Selamat mengerjakan.
menganalisa dakwaan dan membuat eksepsi
Kronologi Kasus Tindak Pidana Korupsi
Dugaan Korupsi Proyek Pembangunan Sistem Pengolahan Air Bersih Kota Tirta Jaya
• Pada tahun 2021, Pemerintah Kota Tirta Jaya merencanakan proyek pembangunan Sistem Pengolahan Air Bersih (SPAB) untuk meningkatkan pelayanan air bersih kepada masyarakat. Proyek tersebut memiliki nilai anggaran sebesar Rp120.000.000.000 yang bersumber dari APBD Kota Tirta Jaya, serta tambahan dana Dana Alokasi Khusus (DAK) dari pemerintah pusat.
• Dalam proyek tersebut, Dinas Pekerjaan Umum dan Penataan Ruang (PUPR) Kota Tirta Jaya ditunjuk sebagai pelaksana kegiatan. Kepala Dinas PUPR saat itu dijabat oleh Hendra Wijaya (57) yang bertindak sebagai Pengguna Anggaran (PA).
• Hendra Wijaya kemudian menunjuk Rizal Pratama (46) sebagai Pejabat Pembuat Komitmen (PPK) yang bertanggung jawab terhadap proses pengadaan barang dan jasa serta pelaksanaan kontrak proyek.
• Pada tahap perencanaan proyek, Dinas PUPR menunjuk sebuah perusahaan konsultan perencana bernama PT Delta Konsultan Infrastruktur yang dipimpin oleh Rudi Saputra (50) untuk menyusun dokumen perencanaan teknis proyek.
• Berdasarkan hasil penyelidikan kemudian diketahui bahwa dokumen perencanaan proyek tersebut diduga telah dimanipulasi sejak awal, antara lain dengan cara menaikkan nilai estimasi biaya proyek secara tidak wajar (mark-up) serta mencantumkan beberapa item pekerjaan yang sebenarnya tidak diperlukan.
• Pada bulan Maret 2021, proses pelelangan proyek dilaksanakan melalui sistem pengadaan secara elektronik (LPSE). Dalam proses tersebut terdapat empat perusahaan yang mengikuti tender.
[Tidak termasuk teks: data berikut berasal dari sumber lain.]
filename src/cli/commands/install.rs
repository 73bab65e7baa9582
//! Install command - populate the asset store and activate

use super::Workspace;
use crate::config::Config;
use crate::error::SwcacheResult;
use crate::ui::{self, InstallProgress, Status, UiContext};
use tracing::debug;

/// Execute the install command
pub async fn execute(config: &Config) -> SwcacheResult<()> {
    let ctx = UiContext::detect();
    let workspace = Workspace::new(config);
    let version = config.version_tag()?;
    let mut registration = workspace.registration().await?;

    ui::banner(&ctx, &format!("swcache install {}", version));

    let mut manager = workspace.manager(config, version.clone())?;
    let progress = InstallProgress::new(&ctx, version.as_str(), manager.manifest().len());
    let installed = manager
        .install_with_progress(&|url| progress.on_fetched(url))
        .await;
    progress.finish();

    let report = match installed {
        Ok(report) => report,
        Err(e) => {
            ui::step(&ctx, Status::Fail, &format!("Install of {} failed", version));
            if let Some(active) = &registration.active {
                ui::hint(&ctx, &format!("{} remains active", active));
            }
            return Err(e);
        }
    };
    ui::step_with(
        &ctx,
        Status::Ok,
        &format!("Stored {} assets", report.entries),
        &report.store,
    );

    // Persist the waiting state first so a failed activation can be retried
    registration.set_waiting(version.clone());
    workspace.save_registration(&registration).await?;

    if !manager.ready_to_activate().await {
        debug!(version = %version, "left waiting");
        ui::warn_with_hint(
            &ctx,
            &format!("{} is waiting", version),
            "Send {\"type\":\"SKIP_WAITING\"} with `swcache message` to activate it",
        );
        return Ok(());
    }

    let activation = manager.activate().await?;
    registration.set_active(version.clone());
    workspace.save_registration(&registration).await?;

    ui::activation_summary(&ctx, &activation);
    ui::done(&ctx, &format!("{} is active", version));

    Ok(())
}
• Setelah melalui proses evaluasi, panitia pengadaan akhirnya menetapkan PT Sumber Tirta Konstruksi sebagai pemenang tender dengan nilai kontrak sebesar Rp114.500.000.000. Perusahaan tersebut dipimpin oleh Arman Gunawan (48) selaku direktur utama.
• Berdasarkan hasil penyelidikan aparat penegak hukum, sebelum proses tender dilaksanakan telah terjadi beberapa pertemuan tertutup antara Hendra Wijaya, Rizal Pratama, dan Arman Gunawan di sebuah hotel di Jakarta. Dalam pertemuan tersebut diduga telah dibahas pengaturan pemenang tender proyek SPAB.
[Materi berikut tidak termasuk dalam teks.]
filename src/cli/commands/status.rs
//! Status command - show versions and store health

use super::Workspace;
use crate::config::Config;
use crate::error::SwcacheResult;
use crate::store::CacheStorage;
use crate::ui::{self, Status, UiContext};
use crate::version::StoreNames;

/// Execute the status command
pub async fn execute(config: &Config) -> SwcacheResult<()> {
    let ctx = UiContext::detect();
    let workspace = Workspace::new(config);
    let registration = workspace.registration().await?;
    let configured = config.version_tag()?;

    ui::banner(&ctx, "swcache status");

    ui::heading(&ctx, "Versions");
    ui::field(&ctx, "Configured", configured.as_str(), None);
    let (active, active_status) = match registration.active {
        Some(ref active) if active == &configured => (active.as_str(), Status::Ok),
        Some(ref active) => (active.as_str(), Status::Warn),
        None => ("none", Status::Warn),
    };
    ui::field(&ctx, "Active", active, Some(active_status));
    if let Some(ref waiting) = registration.waiting {
        ui::field(&ctx, "Waiting", waiting.as_str(), Some(Status::Warn));
    }

    ui::heading(&ctx, "Stores");
    let root = workspace.storage.root().display().to_string();
    ui::field(&ctx, "Directory", &root, None);

    let names = workspace.storage.keys().await?;
    let current = registration.active.as_ref().map(|v| v.store_names());
    let mut stale = 0;
    for name in &names {
        let entries = workspace.storage.entries(name).await?.len();
        let is_current = is_current(current.as_ref(), name);
        if !is_current {
            stale += 1;
        }
        let status = if is_current { Status::Ok } else { Status::Warn };
        ui::field(&ctx, name, &format!("{} entries", entries), Some(status));
    }
    if names.is_empty() {
        ui::hint(&ctx, "No cache stores");
    }

    if let Some(ref active) = registration.active {
        let expected = active.store_names();
        if !workspace.storage.has(&expected.assets).await? {
            ui::warn_with_hint(
                &ctx,
                &format!("Asset store {} is missing", expected.assets),
                "Run `swcache install` to repopulate it",
            );
        }
    }

    if stale > 0 {
        ui::warn_with_hint(
            &ctx,
            &format!("{} stale store(s)", stale),
            "Run `swcache activate` to delete them",
        );
    } else if registration.active.is_some() {
        ui::step(&ctx, Status::Ok, "Only the active generation is stored");
    }

    Ok(())
}

/// Whether a store belongs to the active generation
pub(crate) fn is_current(active: Option<&StoreNames>, name: &str) -> bool {
    active.map(|names| names.contains(name)).unwrap_or(false)
}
• Dalam kesepakatan tersebut, Arman Gunawan diduga menjanjikan sejumlah uang kepada beberapa pejabat yang terlibat dalam proyek sebagai imbalan apabila perusahaannya berhasil memenangkan tender.
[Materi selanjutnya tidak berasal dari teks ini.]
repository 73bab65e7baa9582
//! Command-line interface

pub mod args;
pub mod commands;

pub use args::{Cli, Commands};
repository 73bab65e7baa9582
//! Terminal output for the swcache commands
//!
//! Every step line carries a [`Status`]. On a terminal it becomes the
//! matching cliclack log symbol; in CI and when piped it is printed as a
//! bracketed tag (`[OK]`, `[WARN]`, ...) so logs stay greppable.

use super::context::UiContext;
use crate::lifecycle::ActivationReport;
use console::{style, StyledObject};
use serde::Serialize;

/// Outcome attached to a step line or a field
#[derive(Debug, Clone, Copy, PartialEq, Eq)]
pub enum Status {
    Ok,
    Info,
    Warn,
    Fail,
}

impl Status {
    /// Plain-text tag used when output is not a terminal
    pub fn tag(self) -> &'static str {
        match self {
            Status::Ok => "[OK]",
            Status::Info => "[INFO]",
            Status::Warn => "[WARN]",
            Status::Fail => "[FAIL]",
        }
    }

    fn paint<D>(self, value: D) -> StyledObject<D> {
        let styled = style(value);
        match self {
            Status::Ok => styled.green(),
            Status::Info => styled.blue(),
            Status::Warn => styled.yellow(),
            Status::Fail => styled.red(),
        }
    }
}

/// Opening line of a command
pub fn banner(ctx: &UiContext, title: &str) {
    if ctx.use_fancy_output() {
        cliclack::intro(style(title).blue().bold()).ok();
    } else {
        println!("{}", style(title).bold());
        println!();
    }
}

/// Closing line of a command that changed state
pub fn done(ctx: &UiContext, message: &str) {
    if ctx.use_fancy_output() {
        cliclack::outro(Status::Ok.paint(message).bold()).ok();
    } else {
        println!();
        println!("{} {}", Status::Ok.paint(Status::Ok.tag()), message);
    }
}

pub fn heading(ctx: &UiContext, title: &str) {
    println!();
    if ctx.use_fancy_output() {
        cliclack::log::info(style(title).bold()).ok();
    } else {
        println!("{}", style(title).bold());
    }
}

pub fn step(ctx: &UiContext, status: Status, message: &str) {
    if !ctx.use_fancy_output() {
        println!("  {} {}", status.paint(status.tag()), message);
        return;
    }
    let shown = match status {
        Status::Ok => cliclack::log::success(message),
        Status::Info => cliclack::log::info(message),
        Status::Warn => cliclack::log::warning(message),
        Status::Fail => cliclack::log::error(message),
    };
    shown.ok();
}

/// Step line with a dimmed detail, e.g. a store name
pub fn step_with(ctx: &UiContext, status: Status, message: &str, detail: &str) {
    step(ctx, status, &format!("{} ({})", message, style(detail).dim()));
}

/// Warning followed by what to do about it
pub fn warn_with_hint(ctx: &UiContext, message: &str, next: &str) {
    step(ctx, Status::Warn, message);
    hint(ctx, next);
}

pub fn hint(ctx: &UiContext, message: &str) {
    if ctx.use_fancy_output() {
        cliclack::log::remark(message).ok();
    } else {
        println!("  {}", style(message).dim());
    }
}

/// `key: value`, colored (or tagged) by `status` when one is given
pub fn field(ctx: &UiContext, key: &str, value: &str, status: Option<Status>) {
    match status {
        None => println!("  {}: {}", style(key).dim(), value),
        Some(status) if ctx.use_fancy_output() => {
            println!("  {}: {}", style(key).dim(), status.paint(value))
        }
        Some(status) => println!("  {} {}: {}", status.tag(), key, value),
    }
}

/// Summarize an activation run: stores collected and clients claimed
pub fn activation_summary(ctx: &UiContext, report: &ActivationReport) {
    if report.deleted.is_empty() {
        step(ctx, Status::Ok, "No stale stores");
    }
    for name in &report.deleted {
        step_with(ctx, Status::Ok, "Deleted stale store", name);
    }
    if report.claimed > 0 {
        step(
            ctx,
            Status::Info,
            &format!("Claimed {} client(s)", report.claimed),
        );
    }
}

/// One cache store as listed by `stores list`
#[derive(Debug, Clone, Serialize)]
pub struct StoreRow {
    pub name: String,
    pub entries: usize,
    /// Belongs to the active generation
    pub current: bool,
}

pub fn store_table(ctx: &UiContext, rows: &[StoreRow]) {
    banner(ctx, "Cache stores");

    println!(
        "{:<40} {:<10} {:<8}",
        style("NAME").bold(),
        style("ENTRIES").bold(),
        style("STATUS").bold()
    );
    println!("{}", "-".repeat(60));

    for row in rows {
        let status = if row.current {
            Status::Ok.paint("current")
        } else {
            Status::Warn.paint("stale")
        };
        println!("{:<40} {:<10} {:<8}", row.name, row.entries, status);
    }

    println!();
    println!("{} store(s)", rows.len());
}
• Setelah proyek berjalan, pembayaran proyek dilakukan secara bertahap sesuai dengan progres pekerjaan. Namun dalam praktiknya diduga terjadi rekayasa laporan progres pekerjaan sehingga pencairan dana proyek tetap dapat dilakukan meskipun pekerjaan di lapangan belum mencapai target yang seharusnya.
• Selain itu, ditemukan pula bahwa sebagian pekerjaan proyek dialihkan kepada beberapa perusahaan subkontraktor yang ternyata merupakan perusahaan yang tidak memiliki kapasitas teknis dan diduga hanya digunakan sebagai perusahaan perantara (perusahaan boneka).